Everyone from JLaw to your Facebook friends may be getting their Google Glass on, but Chris Harrison thinks the “cyborg” technology falls flat. Wearers control the glasses with hand gestures, but “rarely do we claw at the air for no reason,” said the 29-year-old Carnegie Mellon University engineer. “It’s not very natural at all.” What’s more, the specs only suck people deeper into digital la-la land.
“We want to bring computers to the real world and not just put people in a virtual world,” he said. “Wearing head-mounted displays and just sitting there … sounds like the worst possible future.”
That’s where Harrison’s technology comes in. In his quest to liberate us from our screens and make technology feel more natural, he’s developed a number of devices that transform any surface — from a sofa to your own skin — into an input device.
These inventions solve the human side of the technology equation. As our devices get smaller and faster, our eyes strain to focus on tiny screens, while our fingers fumble with cramped keyboards. The genius behind Harrison’s systems is that they adapt to how we work best — on large surfaces.
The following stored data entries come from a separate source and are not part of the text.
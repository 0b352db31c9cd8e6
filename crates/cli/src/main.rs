// SPDX-License-Identifier: MIT
// Copyright (c) 2026 Alfred Jean LLC

#![deny(unsafe_code)]
#![deny(clippy::unwrap_used)]
#![deny(clippy::expect_used)]

use clap::Parser;
use offq::Cli;

fn main() {
    let cli = Cli::parse();
    if let Err(e) = offq::run(cli) {
        eprintln!("error: {}", e);
        std::process::exit(1);
    }
}
// SPDX-License-Identifier: MIT
// Copyright (c) 2026 Alfred Jean LLC

//! Specs for `offq config` and config loading.

#![allow(clippy::panic)]
#![allow(clippy::unwrap_used)]
#![allow(clippy::expect_used)]

use super::common::*;

#[test]
fn config_prints_defaults() {
    let temp = TempDir::new().unwrap();
    offq(&temp)
        .arg("config")
        .assert()
        .success()
        .stdout(predicate::str::contains("node_id = 1"))
        .stdout(predicate::str::contains("url = \"ws://localhost:7890\""))
        .stdout(predicate::str::contains("submit_timeout_ms = 10000"))
        .stdout(predicate::str::contains("probe_addr = \"localhost:7890\""));
}

#[test]
fn config_reflects_file() {
    let temp = TempDir::new().unwrap();
    write_config(&temp, "node_id = 4\n\n[sync]\nmax_attempts = 6\n");

    offq(&temp)
        .arg("config")
        .assert()
        .success()
        .stdout(predicate::str::contains("node_id = 4"))
        .stdout(predicate::str::contains("max_attempts = 6"));
}

#[test]
fn invalid_config_is_reported() {
    let temp = TempDir::new().unwrap();
    write_config(&temp, "[remote]\nurl = \"https://example.com\"\n");

    offq(&temp)
        .arg("count")
        .assert()
        .failure()
        .stderr(predicate::str::contains("config error"))
        .stderr(predicate::str::contains("ws://"));
}

#[test]
fn unknown_config_key_is_reported() {
    let temp = TempDir::new().unwrap();
    write_config(&temp, "[sync]\nretries = 3\n");

    offq(&temp).arg("config").assert().failure().stderr(predicate::str::contains("retries"));
}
We want to bring computers to the real world and not just put people in a virtual world.
The WorldKit, for example, lets you “paint” interactive apps on any surface with a swipe of your hand by pairing the Kinect’s ceiling-mounted, depth-sensing camera with a projector. The camera interprets hand gestures and tells the projector to beam certain interfaces onto a desired surface. Trace a circle on the arm of a sofa and WorldKit projects an image of a dial. Swiping the dial to turn it adjusts the TV volume.
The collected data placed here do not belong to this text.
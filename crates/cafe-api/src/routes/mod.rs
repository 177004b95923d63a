//! Route modules for the API server
//!
//! - transactions: today's filtered list, entry, payment toggle, reload
//! - summary: day totals
//! - lookup: customer search
//! - delete: password-confirmed deletion

pub mod delete;
pub mod lookup;
pub mod summary;
pub mod transactions;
Harrison and his colleague, Carnegie Mellon Ph.D. student Robert Xiao, demonstrate other applications in the video below. Besides dials and switches, WorldKit also lets you paint message boards, calendars, indicator lights and more. For now, the projector and camera are on the bulky side, but they say the system could eventually fit inside a lightbulb.
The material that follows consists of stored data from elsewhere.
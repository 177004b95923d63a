//! JSON HTTP API over the café register
//!
//! Routes are organized into modules:
//! - routes::transactions: today's list, filters, entry, payment toggle
//! - routes::summary: day totals
//! - routes::lookup: customer search
//! - routes::delete: password-confirmed deletion

pub mod error;
pub mod routes;

use std::sync::Arc;

use axum::{
    routing::{delete, get, post},
    Router,
};
use cafe_config::Config;
use cafe_core::Register;
use tokio::net::TcpListener;
use tokio::sync::RwLock;
use tower::ServiceBuilder;
use tower_http::cors::CorsLayer;

pub use error::{ApiError, ApiResult};

/// Application state
#[derive(Clone)]
pub struct AppState {
    pub register: Arc<RwLock<Register>>,
}

/// Create the application router
pub fn create_router(state: AppState) -> Router {
    use routes::delete::{api_cancel_delete, api_confirm_delete, api_delete_state, api_request_delete};
    use routes::lookup::api_search;
    use routes::summary::api_summary;
    use routes::transactions::{api_clear_dates, api_create, api_reload, api_toggle, api_transactions};

    Router::new()
        .route("/api/health", get(health_check))
        .route("/api/transactions", get(api_transactions).post(api_create))
        .route("/api/transactions/filter/dates", delete(api_clear_dates))
        .route("/api/transactions/:id/toggle", post(api_toggle))
        .route("/api/summary", get(api_summary))
        .route("/api/search", get(api_search))
        .route("/api/delete", get(api_delete_state))
        .route("/api/delete/confirm", post(api_confirm_delete))
        .route("/api/delete/cancel", post(api_cancel_delete))
        .route("/api/delete/:id", post(api_request_delete))
        .route("/api/reload", post(api_reload))
        .layer(ServiceBuilder::new().layer(CorsLayer::permissive()))
        .with_state(state)
}

/// Health check endpoint
async fn health_check() -> &'static str {
    "OK"
}

/// Start the HTTP server
///
/// Binds to `server.host:server.port` and serves until the process stops.
pub async fn start_server(config: Config, register: Arc<RwLock<Register>>) -> std::io::Result<()> {
    let addr = config.bind_address();
    let router = create_router(AppState { register });

    let listener = TcpListener::bind(&addr).await?;
    log::info!("Starting café register on http://{}", addr);
    log::info!("Available routes:");
    log::info!("  - /api/transactions (today's list, filters, entry)");
    log::info!("  - /api/summary (day totals)");
    log::info!("  - /api/search (customer lookup)");
    log::info!("  - /api/delete (delete dialog)");

    axum::serve(listener, router).await?;
    log::info!("Server stopped gracefully");
    Ok(())
}

// ==================== Tests ====================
How about turning your body into a touchscreen? A similar system called Skinput beams keyboards and other interfaces onto your skin from a tiny projector embedded in an armband. Each tap against your skin generates a unique pattern of sound waves. A sensor that’s also installed in the armband reads these patterns to determine which part of the display to activate, allowing you to text, play games or surf the web — on your arm.
WorldKit lets you “paint” interactive apps on any surface with a swipe of your hand.
Meanwhile, the Touché senses not only touch but also complex hand and body positions. A sensor registers changes in an object’s electrical properties caused by motions on or near it and translates them into specific computer commands. A person leaning forward on a Touché-equipped sofa would cause a TV to turn on, while a dog jumping on the sofa might trigger a noise, prompting it to jump off.
It may take five to 10 years for these inventions to hit store shelves, so until then, prepare yourself for technology designed to make you more human. ”Technology can be abused,” Harrison said, ”but with good design, it can make us smarter, longer living, more social and more loving.” Now that’s a technology takeover we can all get behind.